*WHAT IS EXPECTED*.
Check each line of the listing below for the string "first", then copy every line that has it.

*RECORDS SHOWN*.
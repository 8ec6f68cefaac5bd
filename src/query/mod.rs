//! Read-side traversals over the Store: `dependenciesOf`, `dependentsOf`,
//! `pathsBetween` (spec §4.13), plus an optional topic filter that prunes
//! dead branches using the SearchBackend's hybrid ranking.

use std::collections::{HashMap, HashSet, VecDeque};
use std::sync::Arc;

use thiserror::Error;

use crate::relationship::RelationKind;
use crate::search::{SearchBackend, SearchError, SearchOptions};
use crate::storage::{Direction, Edge, Node, PathResult, Reachability, Store, StoreError};
use crate::vector::{Embedder, EmbedderError, EmbeddingCache};

/// Edge kinds a dependency/dependent traversal follows (spec §4.13).
const DEPENDENCY_KINDS: [RelationKind; 5] = [
    RelationKind::Calls,
    RelationKind::References,
    RelationKind::Extends,
    RelationKind::Implements,
    RelationKind::UsesType,
];

const MAX_DEPTH: u32 = 100;
const TOPIC_SEARCH_LIMIT: usize = 50;

#[derive(Debug, Error)]
pub enum QueryError {
    #[error(transparent)]
    Store(#[from] StoreError),
    #[error(transparent)]
    Search(#[from] SearchError),
    #[error("failed to embed topic: {0}")]
    Embed(#[from] EmbedderError),
    #[error("{file}:{symbol} not indexed")]
    NotIndexed { file: String, symbol: String },
    #[error("Invalid query: source and target are the same symbol.")]
    SameSymbol,
    #[error("no path found between {from} and {to}")]
    NoPath { from: String, to: String },
}

pub type QueryResult<T> = Result<T, QueryError>;

/// A `dependenciesOf`/`dependentsOf` result, with the resolved start node
/// id kept alongside the reachability set so callers (the Formatter) can
/// tell the anchor apart from the rest.
pub struct Traversal {
    pub start: String,
    pub reachability: Reachability,
}

/// Traversals over the committed graph; reads are never blocked by the
/// Watcher's reindex work (spec §5).
pub struct QueryEngine {
    store: Arc<Store>,
    search: Arc<SearchBackend>,
    embedder: Arc<dyn Embedder>,
    cache: Arc<EmbeddingCache>,
}

impl QueryEngine {
    pub fn new(
        store: Arc<Store>,
        search: Arc<SearchBackend>,
        embedder: Arc<dyn Embedder>,
        cache: Arc<EmbeddingCache>,
    ) -> Self {
        Self { store, search, embedder, cache }
    }

    pub fn dependencies_of(&self, file: &str, symbol: &str, topic: Option<&str>) -> QueryResult<Traversal> {
        self.traverse(file, symbol, Direction::Outgoing, topic)
    }

    pub fn dependents_of(&self, file: &str, symbol: &str, topic: Option<&str>) -> QueryResult<Traversal> {
        self.traverse(file, symbol, Direction::Incoming, topic)
    }

    /// Loads the full `Node` rows for a reachability set's ids, in the
    /// order the Formatter should render them (the Store is the only
    /// source of `type`/`file`/line-range data; `Reachability` itself
    /// carries only ids and depth).
    pub fn load_nodes(&self, reachability: &Reachability) -> QueryResult<Vec<Node>> {
        let mut nodes = Vec::with_capacity(reachability.nodes.len());
        for reached in &reachability.nodes {
            if let Some(node) = self.store.get_node(&reached.id)? {
                nodes.push(node);
            }
        }
        Ok(nodes)
    }

    pub fn load_path_nodes(&self, path: &PathResult) -> QueryResult<Vec<Node>> {
        let mut nodes = Vec::with_capacity(path.nodes.len());
        for id in &path.nodes {
            if let Some(node) = self.store.get_node(id)? {
                nodes.push(node);
            }
        }
        Ok(nodes)
    }

    fn traverse(
        &self,
        file: &str,
        symbol: &str,
        direction: Direction,
        topic: Option<&str>,
    ) -> QueryResult<Traversal> {
        let _span = tracing::info_span!("query_traverse", file, symbol, ?direction).entered();
        let start = self.resolve(file, symbol)?;
        let mut reach = self
            .store
            .reachable(&start, &DEPENDENCY_KINDS, direction, MAX_DEPTH)?;

        if let Some(topic) = topic {
            let relevant = self.topic_relevant_ids(topic)?;
            reach.edges = filter_edges_to_topic_relevant(&reach.edges, &relevant, direction);
            let kept: HashSet<&str> = reach
                .edges
                .iter()
                .flat_map(|e| [e.source.as_str(), e.target.as_str()])
                .collect();
            reach.nodes.retain(|n| n.id == start || kept.contains(n.id.as_str()));
        }

        tracing::debug!(nodes = reach.nodes.len(), edges = reach.edges.len(), "traversal complete");
        Ok(Traversal {
            start,
            reachability: reach,
        })
    }

    /// Embeds `topic` and runs it through the SearchBackend's hybrid ranking
    /// (spec §4.13's topic filter over §4.7's `SearchBackend.search`), so the
    /// vector half of hybrid search is actually exercised rather than always
    /// falling back to pure BM25; BM25-only hits get cosine backfill
    /// (spec §4.8) against their stored content instead of being dropped.
    fn topic_relevant_ids(&self, topic: &str) -> QueryResult<HashSet<String>> {
        let vector = self.embedder.embed(topic)?;
        let backfill = |id: &str| self.backfill_vector(id);
        let hits = self.search.hybrid_search(
            topic,
            Some(&vector),
            TOPIC_SEARCH_LIMIT,
            &SearchOptions::default(),
            Some(&backfill),
        )?;
        Ok(hits.into_iter().map(|h| h.id).collect())
    }

    /// Cosine backfill (spec §4.8) for one BM25-only hit: re-derive its
    /// vector from the SearchBackend's own stored content, going through the
    /// EmbeddingCache first and only calling the Embedder on a miss.
    fn backfill_vector(&self, id: &str) -> Option<Vec<f32>> {
        let content = self.search.content_for(id).ok().flatten()?;
        let hash = crate::vector::compute_content_hash(&content);
        if let Ok(Some(cached)) = self.cache.get(&hash) {
            return Some(cached);
        }
        let vector = self.embedder.embed(&content).ok()?;
        if let Err(e) = self.cache.set(&hash, &vector) {
            tracing::warn!("failed to cache backfilled embedding for {id}: {e}");
        }
        Some(vector)
    }

    /// Bidirectional shortest path (spec §4.2/§4.13): tries `from -> to`
    /// first, then `to -> from`; arrows in the result always reflect the
    /// edges' actual stored orientation.
    pub fn paths_between(
        &self,
        from: (&str, &str),
        to: (&str, &str),
    ) -> QueryResult<PathResult> {
        let _span = tracing::info_span!("query_paths_between", from = from.1, to = to.1).entered();
        let from_id = self.resolve(from.0, from.1)?;
        let to_id = self.resolve(to.0, to.1)?;
        if from_id == to_id {
            return Err(QueryError::SameSymbol);
        }
        let path = self
            .store
            .shortest_path(&from_id, &to_id, MAX_DEPTH)?
            .ok_or(QueryError::NoPath {
                from: from_id,
                to: to_id,
            })?;
        tracing::debug!(hops = path.nodes.len(), "path found");
        Ok(path)
    }

    fn resolve(&self, file: &str, symbol: &str) -> QueryResult<String> {
        self.store
            .resolve_node_id(file, symbol)?
            .ok_or_else(|| QueryError::NotIndexed {
                file: file.to_string(),
                symbol: symbol.to_string(),
            })
    }
}

/// Keeps the start node's outgoing chain iff it can reach a topic-relevant
/// node; removes dead branches otherwise (spec §8 testable property).
///
/// `direction` picks which endpoint continues the chain away from the
/// start: `Outgoing` walks `source -> target`, `Incoming` walks the same
/// edges backwards (`target -> source`), matching the direction the
/// reachability traversal used to collect `edges`.
fn filter_edges_to_topic_relevant(
    edges: &[Edge],
    relevant: &HashSet<String>,
    direction: Direction,
) -> Vec<Edge> {
    let chain_ends = |e: &Edge| -> (&str, &str) {
        match direction {
            Direction::Outgoing => (e.source.as_str(), e.target.as_str()),
            Direction::Incoming => (e.target.as_str(), e.source.as_str()),
        }
    };

    // Reverse adjacency over the chain direction: `to -> [from, ...]`.
    let mut reverse: HashMap<&str, Vec<&str>> = HashMap::new();
    for e in edges {
        let (from, to) = chain_ends(e);
        reverse.entry(to).or_default().push(from);
    }

    // BFS backward from every topic-relevant node reached; a node ends up
    // `visited` exactly when it can reach a relevant node along the chain.
    let mut visited: HashSet<&str> = HashSet::new();
    let mut queue: VecDeque<&str> = VecDeque::new();
    for id in relevant {
        if visited.insert(id.as_str()) {
            queue.push_back(id.as_str());
        }
    }
    while let Some(node) = queue.pop_front() {
        if let Some(froms) = reverse.get(node) {
            for &f in froms {
                if visited.insert(f) {
                    queue.push_back(f);
                }
            }
        }
    }

    edges
        .iter()
        .filter(|e| visited.contains(chain_ends(e).1))
        .cloned()
        .collect()
}

#[cfg(test)]
mod tests {
    use super::*;
    use crate::search::SearchBackend;
    use crate::storage::{Node, Store};
    use serde_json::json;

    struct StubEmbedder;

    impl Embedder for StubEmbedder {
        fn embed_batch(&self, texts: &[String]) -> Result<Vec<Vec<f32>>, EmbedderError> {
            Ok(texts.iter().map(|_| vec![1.0, 0.0]).collect())
        }

        fn model_name(&self) -> &str {
            "stub-test-embedder"
        }

        fn dimensions(&self) -> usize {
            2
        }
    }

    fn node(id: &str, name: &str, file: &str) -> Node {
        Node {
            id: id.to_string(),
            node_type: "Function".to_string(),
            name: name.to_string(),
            package: None,
            module: None,
            file_path: file.to_string(),
            start_line: 0,
            end_line: 1,
            exported: true,
            properties: json!({}),
        }
    }

    fn edge(source: &str, target: &str, kind: RelationKind) -> Edge {
        Edge {
            source: source.to_string(),
            target: target.to_string(),
            kind,
            call_count: None,
            is_type_only: None,
            imported_symbols: None,
            context: None,
        }
    }

    fn chain_engine() -> (QueryEngine, Arc<Store>) {
        let store = Arc::new(Store::open_in_memory().unwrap());
        let search = Arc::new(SearchBackend::open_in_ram().unwrap());
        let names = ["entry", "step02", "step03", "step04", "step05"];
        let nodes: Vec<Node> = names
            .iter()
            .map(|n| node(&format!("chain.ts:{n}"), n, "chain.ts"))
            .collect();
        store.write_nodes(&nodes).unwrap();
        let edges: Vec<Edge> = names
            .windows(2)
            .map(|w| {
                edge(
                    &format!("chain.ts:{}", w[0]),
                    &format!("chain.ts:{}", w[1]),
                    RelationKind::Calls,
                )
            })
            .collect();
        store.write_edges(&edges).unwrap();
        let embedder: Arc<dyn Embedder> = Arc::new(StubEmbedder);
        let cache = Arc::new(EmbeddingCache::open_in_memory().unwrap());
        (QueryEngine::new(store.clone(), search, embedder, cache), store)
    }

    #[test]
    fn paths_between_is_direction_agnostic() {
        let (engine, _store) = chain_engine();
        let forward = engine
            .paths_between(("chain.ts", "entry"), ("chain.ts", "step05"))
            .unwrap();
        assert_eq!(
            forward.nodes,
            vec![
                "chain.ts:entry",
                "chain.ts:step02",
                "chain.ts:step03",
                "chain.ts:step04",
                "chain.ts:step05",
            ]
        );

        let backward = engine
            .paths_between(("chain.ts", "step05"), ("chain.ts", "entry"))
            .unwrap();
        assert_eq!(backward.nodes, forward.nodes);
    }

    #[test]
    fn paths_between_same_symbol_is_an_error() {
        let (engine, _store) = chain_engine();
        let err = engine
            .paths_between(("chain.ts", "entry"), ("chain.ts", "entry"))
            .unwrap_err();
        assert!(matches!(err, QueryError::SameSymbol));
    }

    #[test]
    fn dependents_of_missing_symbol_reports_not_indexed() {
        let (engine, _store) = chain_engine();
        let err = engine
            .dependents_of("chain.ts", "ghost", None)
            .unwrap_err();
        assert!(matches!(err, QueryError::NotIndexed { .. }));
    }

    #[test]
    fn dependencies_of_finds_full_outgoing_chain() {
        let (engine, _store) = chain_engine();
        let traversal = engine.dependencies_of("chain.ts", "entry", None).unwrap();
        assert_eq!(traversal.start, "chain.ts:entry");
        assert_eq!(traversal.reachability.nodes.len(), 5);
        assert_eq!(traversal.reachability.edges.len(), 4);

        let nodes = engine.load_nodes(&traversal.reachability).unwrap();
        assert_eq!(nodes.len(), 5);
    }

    #[test]
    fn topic_filter_keeps_relevant_chain_and_drops_dead_branch() {
        let edges = vec![
            edge("a", "b", RelationKind::Calls),
            edge("b", "c", RelationKind::Calls),
            edge("a", "dead", RelationKind::Calls),
        ];
        let relevant: HashSet<String> = ["c".to_string()].into_iter().collect();
        let kept = filter_edges_to_topic_relevant(&edges, &relevant, Direction::Outgoing);
        assert_eq!(kept.len(), 2);
        assert!(kept.iter().all(|e| e.target != "dead"));
    }
}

*RESPONSE TO THE TASK*.
    /// EmbeddingCache first and only calling the Embedder on a miss.
    /// first, then `to -> from`; arrows in the result always reflect the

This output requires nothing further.